Polish Winged Hussar
A Polish Winged Hussar

Not only had Poland been independent in a distant age before 1918, it had thrived as one of the largest and most powerful states in Europe.

Its origins can be traced to the Dark Ages during the migration of Slavic people into Europe. Sometime in the eighth to ninth centuries, a tribe of the Western Slavs, the Polans, settled the Warta River Basin in the region today known as Greater Poland.

In 966 AD, the Polan ruler, Mieszko I, converted to Christianity in what became known as the Baptism of Poland. This date is traditionally taken to be Poland’s beginning as a state.

Over the next three centuries, Poland’s rulers expanded its territories to include much of modern-day Poland and beyond. Political infighting during the twelfth century and a Mongol invasion in the middle of the thirteenth threatened to destroy the fledgling kingdom, but it survived.

In the fourteenth century, Poland began an intimate relationship with its neighbor Lithuania to form a coalition against the encroaching German Teutonic Knights.
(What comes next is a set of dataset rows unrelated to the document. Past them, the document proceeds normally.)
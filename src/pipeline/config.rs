// SPDX-License-Identifier: MIT OR Apache-2.0
// Copyright (c) 2025 ciconf contributors

//! Root pipeline configuration
//!
//! [`Config`] gathers workflows and composes the final document:
//!
//! ```yaml
//! version: '2'
//! workflows:
//!   version: '2'
//!   build-and-test: { jobs: [...] }
//! jobs:
//!   - build: { docker: [...], steps: [...] }
//! ```

use serde_yaml::{Mapping, Value};
use std::path::{Path, PathBuf};

use super::registry::NameRegistry;
use super::workflow::Workflow;
use crate::errors::ConfigResult;
use crate::output::{DocumentFormat, FileWriter, OutputWriter, YamlFormat};

/// Where the document is written unless overridden
pub const DEFAULT_OUTPUT_LOCATION: &str = ".circleci/config.yml";

/// Document schema version emitted at both the root and `workflows`
pub const SCHEMA_VERSION: &str = "2";

/// A complete pipeline: workflows plus the jobs they reference
#[derive(Debug, Clone)]
pub struct Config {
    workflows: Vec<Workflow>,
    output_location: PathBuf,
    registry: NameRegistry,
}

impl Default for Config {
    fn default() -> Self {
        Self::with_registry(NameRegistry::new())
    }
}

impl Config {
    pub fn new() -> Self {
        Self::default()
    }

    /// Start from an existing duplicate-name registry
    pub fn with_registry(registry: NameRegistry) -> Self {
        Self {
            workflows: Vec::new(),
            output_location: PathBuf::from(DEFAULT_OUTPUT_LOCATION),
            registry,
        }
    }

    pub fn workflows(&self) -> &[Workflow] {
        &self.workflows
    }

    pub fn registry(&self) -> &NameRegistry {
        &self.registry
    }

    pub fn location(&self) -> &Path {
        &self.output_location
    }

    #[must_use]
    pub fn workflow(&self, workflow: &Workflow) -> Self {
        let mut item = self.clone();
        for job in workflow.jobs() {
            item.registry.register(job);
        }
        item.workflows.push(workflow.clone());
        item
    }

    #[must_use]
    pub fn output_location(&self, path: impl Into<PathBuf>) -> Self {
        Self {
            output_location: path.into(),
            ..self.clone()
        }
    }

    /// Output location, resolved against the current directory when relative
    pub fn resolved_location(&self) -> ConfigResult<PathBuf> {
        if self.output_location.is_absolute() {
            Ok(self.output_location.clone())
        } else {
            Ok(std::env::current_dir()?.join(&self.output_location))
        }
    }

    /// Compose the full document
    ///
    /// Fails if any referenced job cannot be composed, e.g. because it has
    /// no executor.
    pub fn compose(&self) -> ConfigResult<Value> {
        let mut workflows = Mapping::new();
        workflows.insert(Value::from("version"), Value::from(SCHEMA_VERSION));
        for workflow in &self.workflows {
            workflows.extend(workflow.compose());
        }

        let mut jobs = Vec::new();
        for job in self.workflows.iter().flat_map(Workflow::jobs) {
            jobs.push(Value::Mapping(job.compose()?));
        }

        tracing::debug!(
            workflows = self.workflows.len(),
            jobs = jobs.len(),
            "Composed pipeline"
        );

        let mut document = Mapping::new();
        document.insert(Value::from("version"), Value::from(SCHEMA_VERSION));
        document.insert(Value::from("workflows"), Value::Mapping(workflows));
        document.insert(Value::from("jobs"), Value::Sequence(jobs));
        Ok(Value::Mapping(document))
    }

    /// Compose and serialize with `format`
    pub fn to_string_with(&self, format: &dyn DocumentFormat) -> ConfigResult<String> {
        format.serialize(&self.compose()?)
    }

    pub fn to_yaml(&self) -> ConfigResult<String> {
        self.to_string_with(&YamlFormat)
    }

    /// Write YAML to the output location, blocking until done
    pub fn write_sync(&self) -> ConfigResult<PathBuf> {
        self.write_sync_with(&FileWriter::new())
    }

    pub fn write_sync_with(&self, writer: &dyn OutputWriter) -> ConfigResult<PathBuf> {
        let path = self.resolved_location()?;
        let contents = self.to_yaml()?;
        writer.write_sync(&path, &contents)?;
        Ok(path)
    }

    /// Write YAML to the output location
    pub async fn write(&self) -> ConfigResult<PathBuf> {
        self.write_with(&FileWriter::new()).await
    }

    pub async fn write_with(&self, writer: &dyn OutputWriter) -> ConfigResult<PathBuf> {
        let path = self.resolved_location()?;
        let contents = self.to_yaml()?;
        writer.write(&path, &contents).await?;
        Ok(path)
    }
}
In 1410 during the Battle of Grunwald, the German Knights were crushed by the Poles and Lithuanians and eventually became their vassals.

In 1569, the Polish-Lithuanian Commonwealth was officially formed. At its peak, this massive state stretched from the Baltic to the Black Seas, spanning 400,000 square miles with a population of 11 million.

During this time, Poland became one of the most advanced states in Europe politically, culturally and scientifically. It was one of the earliest states to experiment with democracy by having its kings elected by the nobility. Granted, these “Golden Liberties” enjoyed by the nobles were not shared with the common people, but Poland’s government was leagues ahead of the royal absolutism prevailing in countries like France and Russia.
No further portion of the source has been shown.